Extended Data Fig. 2: The complexity of the CNN architecture controlled the tradeoff between speed and accuracy.

We explored multiple potential CNN architectures to optimize performance. a-d, Various CNN architectures having depths of (a) two, (b) three, (c) four, or (d) five. For the three-depth architecture, we also tested different numbers of skip connections, ReLU (Rectified Linear Unit) instead of ELU (Exponential Linear Unit) as the activation function, and separable Conv2D instead of Conv2D in the encoding path. The dense five-depth model mimicked the model used in UNet2Ds⁹. The legend ‘0/n_i + n_i’ represents whether the skip connection was used (n_i + n_i) or not used (0 + n_i). e, The F₁ score and processing speed of SUNS using various CNN architectures when analyzing the ABO 275 μm dataset through ten-fold leave-one-out cross-validation. The right panel zooms in on the rectangular region in the left panel. Error bars are s.d. The legend (n₁, n₂, …, n_k) describes architectures with k-depth and n_i channels at the i^th depth.
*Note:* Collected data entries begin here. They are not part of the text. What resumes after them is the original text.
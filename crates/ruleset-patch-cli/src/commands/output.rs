//! Shared output formatting for run reports.

use anyhow::Result;
use miette::Diagnostic;
use ruleset_patch_core::{PatchError, PatchReport, ReferenceRepair, ValidationReport};
use serde::Serialize;

use crate::OutputFormat;

const OK: &str = "\x1b[32mok\x1b[0m";
const FAILED: &str = "\x1b[31mFAILED\x1b[0m";

/// Print a patch report in the specified format.
pub fn print_report(report: &PatchReport, format: OutputFormat) -> Result<()> {
    match format {
        OutputFormat::Text => print_report_text(report),
        OutputFormat::Json => return print_json(report),
    }
    Ok(())
}

/// Print validation results in the specified format.
pub fn print_validation(report: &ValidationReport, format: OutputFormat) -> Result<()> {
    match format {
        OutputFormat::Text => print_validation_text(report),
        OutputFormat::Json => return print_json(report),
    }
    Ok(())
}

/// Print any serializable value as pretty JSON.
pub fn print_json<T: Serialize + ?Sized>(value: &T) -> Result<()> {
    let json = serde_json::to_string_pretty(value)?;
    println!("{json}");
    Ok(())
}

/// Print a failed run: a miette report on stderr, or a JSON object on stdout.
pub fn print_error(err: PatchError, format: OutputFormat) -> Result<()> {
    match format {
        OutputFormat::Text => eprintln!("{:?}", miette::Report::new(err)),
        OutputFormat::Json => return print_json(&error_json(&err)),
    }
    Ok(())
}

/// JSON shape of a failed run: message, diagnostic code, and the validation
/// report when the checks failed.
#[must_use]
pub fn error_json(err: &PatchError) -> serde_json::Value {
    let validation = match err {
        PatchError::Validation { report, .. } => Some(report),
        _ => None,
    };
    serde_json::json!({
        "error": err.to_string(),
        "code": err.code().map(|c| c.to_string()),
        "validation": validation,
    })
}

fn print_report_text(report: &PatchReport) {
    println!("Target: {}", report.target.display());
    if let Some(backup) = &report.backup {
        println!("Backup: {}", backup.display());
    }

    match report.removal.start_line {
        Some(line) => println!(
            "  remove     {} line(s) dropped from line {}",
            report.removal.lines_removed, line
        ),
        None => println!("  remove     rule not present, skipped"),
    }

    println!("  reference  {}", describe_reference(&report.reference));

    println!(
        "  insert     {} rule(s) after line {}",
        report.insertion.rules, report.insertion.after_line
    );

    if report.dry_run {
        println!("\nDry run: no changes written.");
    }
    if let Some(validation) = &report.validation {
        println!();
        print_validation_text(validation);
    }
}

fn print_validation_text(report: &ValidationReport) {
    let removal = if report.removal_passed() { OK } else { FAILED };
    println!("  check      rule {} removed ... {}", report.removed_rule, removal);

    let insertion = if report.insertion_passed() { OK } else { FAILED };
    println!(
        "  check      {} new rule(s) present ... {}",
        report.present_rules.len(),
        insertion
    );
    if !report.insertion_passed() {
        println!("             missing: {}", report.missing_rules.join(", "));
    }
}

/// One-line description of a reference repair outcome.
#[must_use]
pub fn describe_reference(repair: &ReferenceRepair) -> String {
    match repair {
        ReferenceRepair::Repaired { line, after, .. } => {
            format!("line {line} now reads {}", after.trim())
        }
        ReferenceRepair::TokenAbsent { line } => format!("line {line} already clean"),
        ReferenceRepair::TagNotFound => "no reference tag found, skipped".to_string(),
        ReferenceRepair::RuleNotFound => "reference rule not found, skipped".to_string(),
    }
}
//! Patch plan: which file to edit and which rules to remove, repair, insert.
//!
//! The plan file is TOML. Every key is optional and falls back to the
//! built-in Cisco ASA IDS plan:
//!
//! ```toml
//! target = "/var/ossec/ruleset/rules/0625-cisco-asa_rules.xml"
//! remove_rule = "64016"
//! reference_rule = "64017"
//! reference_tag = "if_sid"
//! anchor_rule = "64033"
//! # payload = "..."          # inline rule text
//! # payload_file = "new.xml" # relative to the plan file
//! ```

use serde::{Deserialize, Serialize};
use std::path::{Path, PathBuf};

use crate::model::{ModelError, RuleId, TagName};
use crate::payload::Payload;

/// Ruleset file edited when no target is configured.
pub const DEFAULT_TARGET: &str = "/var/ossec/ruleset/rules/0625-cisco-asa_rules.xml";
/// Rule removed by default.
pub const DEFAULT_REMOVE_RULE: &str = "64016";
/// Rule whose cross-reference is repaired by default.
pub const DEFAULT_REFERENCE_RULE: &str = "64017";
/// Cross-reference tag repaired by default.
pub const DEFAULT_REFERENCE_TAG: &str = "if_sid";
/// Rule after which the payload goes by default.
pub const DEFAULT_ANCHOR_RULE: &str = "64033";

/// Raw plan as read from TOML.
#[derive(Debug, Clone, Default, Serialize, Deserialize)]
#[serde(deny_unknown_fields)]
pub struct PlanDto {
    /// Path of the rule file to patch.
    #[serde(default)]
    pub target: Option<PathBuf>,
    /// Rule id whose block is removed.
    #[serde(default)]
    pub remove_rule: Option<String>,
    /// Rule id whose cross-reference is repaired.
    #[serde(default)]
    pub reference_rule: Option<String>,
    /// Tag holding the cross-reference list.
    #[serde(default)]
    pub reference_tag: Option<String>,
    /// Rule id after which the payload is inserted.
    #[serde(default)]
    pub anchor_rule: Option<String>,
    /// Inline payload text.
    #[serde(default)]
    pub payload: Option<String>,
    /// File holding the payload text.
    #[serde(default)]
    pub payload_file: Option<PathBuf>,
}

/// Validated patch plan.
#[derive(Debug, Clone, PartialEq, Eq)]
pub struct PatchPlan {
    /// Path of the rule file to patch.
    pub target: PathBuf,
    /// Rule whose block is removed.
    pub remove_rule: RuleId,
    /// Rule whose cross-reference is repaired.
    pub reference_rule: RuleId,
    /// Tag holding the cross-reference list.
    pub reference_tag: TagName,
    /// Rule after which the payload is inserted.
    pub anchor_rule: RuleId,
    /// Text inserted after the anchor.
    pub payload: Payload,
}

impl Default for PatchPlan {
    fn default() -> Self {
        Self {
            target: PathBuf::from(DEFAULT_TARGET),
            remove_rule: RuleId::from_static(DEFAULT_REMOVE_RULE),
            reference_rule: RuleId::from_static(DEFAULT_REFERENCE_RULE),
            reference_tag: TagName::from_static(DEFAULT_REFERENCE_TAG),
            anchor_rule: RuleId::from_static(DEFAULT_ANCHOR_RULE),
            payload: Payload::default(),
        }
    }
}

impl PatchPlan {
    /// Creates the built-in plan.
    #[must_use]
    pub fn new() -> Self {
        Self::default()
    }

    /// Returns the plan with a different target path.
    #[must_use]
    pub fn with_target(mut self, target: impl Into<PathBuf>) -> Self {
        self.target = target.into();
        self
    }

    /// Returns the plan with a different payload.
    #[must_use]
    pub fn with_payload(mut self, payload: Payload) -> Self {
        self.payload = payload;
        self
    }

    /// Loads a plan from a TOML file.
    ///
    /// A relative `payload_file` is resolved against the plan file's directory.
    ///
    /// # Errors
    ///
    /// Returns an error if the file cannot be read, parsed, or validated.
    pub fn from_file(path: &Path) -> Result<Self, PlanError> {
        let content = std::fs::read_to_string(path).map_err(|e| PlanError::Io {
            path: path.to_path_buf(),
            source: e,
        })?;
        let base = path.parent().unwrap_or_else(|| Path::new("."));
        Self::parse_with_base(&content, base)
    }

    /// Parses a plan from a TOML string.
    ///
    /// A relative `payload_file` is resolved against the current directory.
    ///
    /// # Errors
    ///
    /// Returns an error if the TOML is invalid or a field fails validation.
    pub fn parse(content: &str) -> Result<Self, PlanError> {
        Self::parse_with_base(content, Path::new("."))
    }

    fn parse_with_base(content: &str, base: &Path) -> Result<Self, PlanError> {
        let dto: PlanDto = toml::from_str(content).map_err(|e| PlanError::Parse {
            message: e.to_string(),
        })?;
        Self::from_dto(dto, base)
    }

    /// Converts a DTO into a validated plan, filling defaults.
    ///
    /// # Errors
    ///
    /// Returns the first validation error, or an I/O error for `payload_file`.
    pub fn from_dto(dto: PlanDto, base: &Path) -> Result<Self, PlanError> {
        let mut plan = Self::default();

        if let Some(target) = dto.target {
            plan.target = target;
        }
        if let Some(id) = dto.remove_rule {
            plan.remove_rule = field_id("remove_rule", &id)?;
        }
        if let Some(id) = dto.reference_rule {
            plan.reference_rule = field_id("reference_rule", &id)?;
        }
        if let Some(tag) = dto.reference_tag {
            plan.reference_tag = TagName::new(&tag).map_err(|e| PlanError::Validation {
                field: "reference_tag",
                source: e,
            })?;
        }
        if let Some(id) = dto.anchor_rule {
            plan.anchor_rule = field_id("anchor_rule", &id)?;
        }

        match (dto.payload, dto.payload_file) {
            (Some(_), Some(_)) => return Err(PlanError::AmbiguousPayload),
            (Some(text), None) => plan.payload = Payload::new(text),
            (None, Some(file)) => {
                let path = base.join(file);
                let text = std::fs::read_to_string(&path)
                    .map_err(|e| PlanError::Io { path, source: e })?;
                plan.payload = Payload::new(text);
            }
            (None, None) => {}
        }

        if plan.payload.rules().is_empty() {
            return Err(PlanError::EmptyPayload);
        }

        Ok(plan)
    }
}

fn field_id(field: &'static str, value: &str) -> Result<RuleId, PlanError> {
    RuleId::new(value).map_err(|e| PlanError::Validation { field, source: e })
}

/// Plan loading errors.
#[derive(Debug, thiserror::Error)]
pub enum PlanError {
    /// IO error reading the plan or payload file.
    #[error("Failed to read {path}: {source}")]
    Io {
        /// Path that failed to read.
        path: PathBuf,
        /// Underlying IO error.
        source: std::io::Error,
    },

    /// TOML syntax or schema error.
    #[error("Failed to parse plan: {message}")]
    Parse {
        /// Parse error message.
        message: String,
    },

    /// A field holds an invalid value.
    #[error("{field}: {source}")]
    Validation {
        /// Offending field.
        field: &'static str,
        /// Underlying model error.
        source: ModelError,
    },

    /// Both `payload` and `payload_file` were given.
    #[error("exactly one of `payload` or `payload_file` may be set")]
    AmbiguousPayload,

    /// The payload declares no `<rule id="...">` block.
    #[error("payload declares no rules")]
    EmptyPayload,
}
We determined that the three-depth model, (4,8,16), using one skip connection at the shallowest layer, ELU, and full Conv2D (Fig. 1c), had a good trade-off between speed and accuracy; we used this architecture as the SUNS architecture throughout the paper. One important drawback of the ReLU activation function was its occasional (20% of the time) failure during training, compared to negligible failure levels for the ELU activation function.